◆ **YOUR TASK**:
Give the records again in full, exactly as they are.

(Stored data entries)
====
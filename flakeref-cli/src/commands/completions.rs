//! Shell completion generation command.
//!
//! This module provides the `completions` command which generates shell
//! completion scripts for bash, zsh, fish, and PowerShell.

use crate::cli::Cli;
use crate::error::CliError;
use crate::utils::GlobalOptions;
use clap::{CommandFactory, Parser};
use clap_complete::{generate, Shell};
use std::io;

/// Binary name as installed
const BIN_NAME: &str = "flakeref";

/// Generate shell completion scripts
#[derive(Parser)]
pub struct CompletionsCommand {
    /// Shell to generate completions for
    #[arg(value_enum)]
    pub shell: Shell,
}

impl CompletionsCommand {
    /// Execute the completions command.
    pub fn execute(&self, _global: &GlobalOptions) -> Result<(), CliError> {
        let mut cmd = Cli::command();

        eprintln!("# Generating {} completion script", self.shell);
        match self.shell {
            Shell::Bash => {
                eprintln!("# Enable with:");
                eprintln!("#   eval \"$(flakeref completions bash)\"");
            }
            Shell::Zsh => {
                eprintln!("# Install to a directory in your $fpath:");
                eprintln!("#   flakeref completions zsh > ~/.zsh/completions/_flakeref");
            }
            Shell::Fish => {
                eprintln!("# Install with:");
                eprintln!(
                    "#   flakeref completions fish > ~/.config/fish/completions/flakeref.fish"
                );
            }
            Shell::PowerShell => {
                eprintln!("# Enable with:");
                eprintln!(
                    "#   flakeref completions powershell | Out-String | Invoke-Expression"
                );
            }
            _ => {}
        }
        eprintln!();

        generate(self.shell, &mut cmd, BIN_NAME, &mut io::stdout());

        Ok(())
    }
}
====
◆ **RESULT OF THE TASK**:
filename flakeref-cli/src/commands/completions.rs
//! Shell completion generation command.
//!
//! This module provides the `completions` command which generates shell
//! completion scripts for bash, zsh, fish, and PowerShell.

use crate::cli::Cli;
use crate::error::CliError;
use crate::utils::GlobalOptions;
use clap::{CommandFactory, Parser};
use clap_complete::{generate, Shell};
use std::io;

/// Binary name as installed
const BIN_NAME: &str = "flakeref";

/// Generate shell completion scripts
#[derive(Parser)]
pub struct CompletionsCommand {
    /// Shell to generate completions for
    #[arg(value_enum)]
    pub shell: Shell,
}

impl CompletionsCommand {
    /// Execute the completions command.
    pub fn execute(&self, _global: &GlobalOptions) -> Result<(), CliError> {
        let mut cmd = Cli::command();

        eprintln!("# Generating {} completion script", self.shell);
        match self.shell {
            Shell::Bash => {
                eprintln!("# Enable with:");
                eprintln!("#   eval \"$(flakeref completions bash)\"");
            }
            Shell::Zsh => {
                eprintln!("# Install to a directory in your $fpath:");
                eprintln!("#   flakeref completions zsh > ~/.zsh/completions/_flakeref");
            }
            Shell::Fish => {
                eprintln!("# Install with:");
                eprintln!(
                    "#   flakeref completions fish > ~/.config/fish/completions/flakeref.fish"
                );
            }
            Shell::PowerShell => {
                eprintln!("# Enable with:");
                eprintln!(
                    "#   flakeref completions powershell | Out-String | Invoke-Expression"
                );
            }
            _ => {}
        }
        eprintln!();

        generate(self.shell, &mut cmd, BIN_NAME, &mut io::stdout());

        Ok(())
    }
}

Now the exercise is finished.